The petition, which was submitted to the federal Environmental Protection Agency, also called for studies of human risks related to the dirt-lifting agents called nonylphenol ethoxylates, or NPEs.
Studies have shown NPEs to be potent gender-benders, believed to be responsible for transforming male fish into females in waterways worldwide. Marine scientists at Stony Brook University say NPEs are the likely culprit in the decline of male winter flounder in Jamaica Bay.
The groups calling for a ban of NPEs say the transformed fish may be "the proverbial canaries in the coal mine," and that human safety issues have yet to be uncovered.
The EPA had no comment on the petition yesterday. European and Canadian regulators have banned NPEs in domestic laundry detergents and other cleaning agents. Petitioners, including the Sierra Club, want the EPA to require appropriate labeling of products with NPEs and to eventually ban their use in consumer products.

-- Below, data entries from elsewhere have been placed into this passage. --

//! Unit tests for identifier routing.

use super::{fixture_translator, helper_agent, registry};
use crate::federation::{
    adapters::{
        DisabledAdapter, LocalAdapter, RemoteAdapter,
        memory::{InMemoryAgentStore, InMemoryRegistryClient},
    },
    domain::{
        AdapterKind, CanonicalRecord, ExternalRecord, IdentifierError, RegistryDescriptor,
        RegistryStatus,
    },
    ports::{AdapterError, AgentStore, RegistryClient, RegistryClientResult},
    services::{Router, RouterError},
};
use async_trait::async_trait;
use mockable::DefaultClock;
use rstest::{fixture, rstest};
use std::sync::Arc;
use std::sync::atomic::{AtomicBool, Ordering};
use std::time::Duration;

struct Harness {
    router: Router,
    remote: Arc<InMemoryRegistryClient>,
}

#[fixture]
async fn harness() -> Harness {
    let store = Arc::new(InMemoryAgentStore::new());
    store
        .create(&CanonicalRecord {
            agent_id: "financial-analyzer".to_owned(),
            agent_name: "financial-analyzer".to_owned(),
            ..CanonicalRecord::default()
        })
        .await
        .expect("create should succeed");

    let remote = Arc::new(InMemoryRegistryClient::new());
    remote
        .publish(helper_agent())
        .expect("publish should succeed");

    let clock = Arc::new(DefaultClock);
    let router = Router::new(Arc::new(LocalAdapter::new(
        registry("nanda"),
        store,
        Arc::clone(&clock),
    )))
    .with_adapter(Arc::new(RemoteAdapter::new(
        RegistryDescriptor::new(registry("agntcy"), AdapterKind::Remote),
        Arc::clone(&remote),
        fixture_translator(),
        clock,
    )))
    .expect("agntcy should register")
    .with_adapter(Arc::new(DisabledAdapter::new(RegistryDescriptor::new(
        registry("mcp-hub"),
        AdapterKind::Remote,
    ))))
    .expect("mcp-hub should register");

    Harness { router, remote }
}

#[rstest]
#[tokio::test(flavor = "multi_thread")]
async fn qualified_identifiers_route_to_the_named_registry(#[future] harness: Harness) {
    let harness = harness.await;

    let record = harness
        .router
        .resolve("@agntcy:helper-agent")
        .await
        .expect("remote lookup should succeed");

    assert_eq!(record.agent_id, "@agntcy:helper-agent");
    assert_eq!(record.registry_id, "agntcy");
}

#[rstest]
#[tokio::test(flavor = "multi_thread")]
async fn unqualified_identifiers_route_to_the_local_registry(#[future] harness: Harness) {
    let harness = harness.await;

    let record = harness
        .router
        .resolve("financial-analyzer")
        .await
        .expect("local lookup should succeed");

    assert_eq!(record.registry_id, "nanda");
    assert_eq!(record.source_schema, "nanda");
}

#[rstest]
#[tokio::test(flavor = "multi_thread")]
async fn local_registry_is_also_addressable_by_prefix(#[future] harness: Harness) {
    let harness = harness.await;

    let record = harness
        .router
        .resolve("@NANDA:financial-analyzer")
        .await
        .expect("qualified local lookup should succeed");

    assert_eq!(record.agent_id, "financial-analyzer");
}

#[rstest]
#[case("@unknown:x", RouterError::UnknownRegistry("unknown".to_owned()))]
#[case("@not a registry:x", RouterError::UnknownRegistry("not a registry".to_owned()))]
#[case("@agntcy", RouterError::UnknownRegistry("@agntcy".to_owned()))]
#[case("", RouterError::InvalidIdentifier(IdentifierError::Empty))]
#[case("@agntcy:", RouterError::InvalidIdentifier(IdentifierError::MissingName("@agntcy:".to_owned())))]
#[tokio::test(flavor = "multi_thread")]
async fn unroutable_identifiers_fail_before_any_lookup(
    #[future] harness: Harness,
    #[case] identifier: &str,
    #[case] expected: RouterError,
) {
    let harness = harness.await;

    let err = harness
        .router
        .resolve(identifier)
        .await
        .expect_err("identifier should not route");

    assert_eq!(err, expected);
}

#[rstest]
#[tokio::test(flavor = "multi_thread")]
async fn adapter_errors_pass_through_unchanged(#[future] harness: Harness) {
    let harness = harness.await;

    let missing = harness
        .router
        .resolve("@agntcy:ghost")
        .await
        .expect_err("missing agent should fail");
    let disabled = harness
        .router
        .resolve("@mcp-hub:anything")
        .await
        .expect_err("disabled registry should fail");

    assert_eq!(
        missing,
        RouterError::Adapter(AdapterError::not_found(&registry("agntcy"), "ghost"))
    );
    assert!(matches!(disabled, RouterError::Adapter(ref err) if err.is_unavailable()));
}

#[rstest]
#[tokio::test(flavor = "multi_thread")]
async fn unreachable_remote_surfaces_unavailable(#[future] harness: Harness) {
    let harness = harness.await;
    harness
        .remote
        .set_unreachable(true)
        .expect("toggle should succeed");

    let err = harness
        .router
        .resolve("@agntcy:helper-agent")
        .await
        .expect_err("unreachable registry should fail");

    assert!(matches!(err, RouterError::Adapter(ref inner) if inner.is_unavailable()));
}

#[rstest]
#[tokio::test(flavor = "multi_thread")]
async fn registries_are_listed_in_registration_order(#[future] harness: Harness) {
    let harness = harness.await;

    let listed: Vec<(String, RegistryStatus)> = harness
        .router
        .list_registries()
        .iter()
        .map(|descriptor| (descriptor.registry_id().to_string(), descriptor.status()))
        .collect();

    assert_eq!(
        listed,
        vec![
            ("nanda".to_owned(), RegistryStatus::Active),
            ("agntcy".to_owned(), RegistryStatus::Active),
            ("mcp-hub".to_owned(), RegistryStatus::Disabled),
        ]
    );
}

#[rstest]
#[tokio::test(flavor = "multi_thread")]
async fn refresh_health_updates_listed_descriptors(#[future] harness: Harness) {
    let harness = harness.await;
    harness
        .remote
        .set_unreachable(true)
        .expect("toggle should succeed");

    let refreshed = harness.router.refresh_health().await;
    let statuses: Vec<RegistryStatus> = harness
        .router
        .list_registries()
        .iter()
        .map(RegistryDescriptor::status)
        .collect();

    assert_eq!(refreshed.len(), 3);
    assert_eq!(
        statuses,
        vec![
            RegistryStatus::Active,
            RegistryStatus::Unreachable,
            RegistryStatus::Disabled,
        ]
    );
}

#[rstest]
fn duplicate_registries_are_rejected() {
    let store = Arc::new(InMemoryAgentStore::new());
    let local = Arc::new(LocalAdapter::new(
        registry("nanda"),
        store,
        Arc::new(DefaultClock),
    ));

    let err = Router::new(local)
        .with_adapter(Arc::new(DisabledAdapter::new(RegistryDescriptor::new(
            registry("nanda"),
            AdapterKind::Remote,
        ))))
        .expect_err("duplicate registry should be rejected");

    assert_eq!(err, RouterError::DuplicateRegistry(registry("nanda")));
}

/// Sets its flag when the owning future is dropped.
struct DropFlag(Arc<AtomicBool>);

impl Drop for DropFlag {
    fn drop(&mut self) {
        self.0.store(true, Ordering::SeqCst);
    }
}

/// Client whose fetch starts and then never completes.
#[derive(Default)]
struct HangingClient {
    started: Arc<AtomicBool>,
    dropped: Arc<AtomicBool>,
}

#[async_trait]
impl RegistryClient for HangingClient {
    async fn fetch(&self, _name: &str) -> RegistryClientResult<Option<ExternalRecord>> {
        let _flag = DropFlag(Arc::clone(&self.dropped));
        self.started.store(true, Ordering::SeqCst);
        std::future::pending::<()>().await;
        Ok(None)
    }

    async fn ping(&self) -> RegistryClientResult<()> {
        Ok(())
    }
}

#[rstest]
#[tokio::test(flavor = "multi_thread")]
async fn aborting_a_resolve_drops_the_in_flight_fetch() {
    let client = Arc::new(HangingClient::default());
    let started = Arc::clone(&client.started);
    let dropped = Arc::clone(&client.dropped);
    let router = Arc::new(
        Router::new(Arc::new(LocalAdapter::new(
            registry("nanda"),
            Arc::new(InMemoryAgentStore::new()),
            Arc::new(DefaultClock),
        )))
        .with_adapter(Arc::new(RemoteAdapter::new(
            RegistryDescriptor::new(registry("agntcy"), AdapterKind::Remote),
            client,
            fixture_translator(),
            Arc::new(DefaultClock),
        )))
        .expect("agntcy should register"),
    );

    let task = tokio::spawn({
        let task_router = Arc::clone(&router);
        async move { task_router.resolve("@agntcy:helper-agent").await }
    });
    tokio::time::timeout(Duration::from_secs(5), async {
        while !started.load(Ordering::SeqCst) {
            tokio::time::sleep(Duration::from_millis(5)).await;
        }
    })
    .await
    .expect("fetch should start");
    assert!(!dropped.load(Ordering::SeqCst));

    task.abort();
    let outcome = task.await.expect_err("aborted task should not complete");

    assert!(outcome.is_cancelled());
    assert!(dropped.load(Ordering::SeqCst));
}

Nearly 400 million pounds of NPEs are manufactured in the United States annually, petitioners wrote.
"Nonylphenol ethoxylates are in the larger class of chemicals we refer to as endocrine disrupters. That's the concern," said Dr. Michael McCally, executive director of the Washington, D.C.-based Physicians for Social Responsibility, a public health advocacy organization, and one of the petition's signers.
"NPEs ... affect gene expression by turning on or off certain genes," McCally said.
As a class, endocrine disrupters are known for mimicking the female hormone estrogen, the reason some marine species have become females.
McCally, a clinical professor of preventive medicine at The Mount Sinai Hospital in Manhattan, theorizes that medical conditions that are far more insidious, requiring decades to manifest, could be caused by endocrine disrupters.
Corporations such as Procter & Gamble removed NPEs from their products more than a decade ago.
Eric Frumin, health and safety representative for United Here in Manhattan, a union that represents about 100,000 laundry workers in North America [CORRECTION: Unite Here is a North American laundry workers union. The name of the union was incorrect in a story yesterday. PG. A17 NS, A19 C 6/7/07], is calling for safety studies involving NPEs. United Here signed the petition submitted to the EPA.
Frumin voiced concern for laundry workers at a Cintas laundry facility in Central Islip where he said hundreds of uniforms and other garments are laundered. Cintas Corp. has switched to non-NPE detergents at its Connecticut facility, Frumin said.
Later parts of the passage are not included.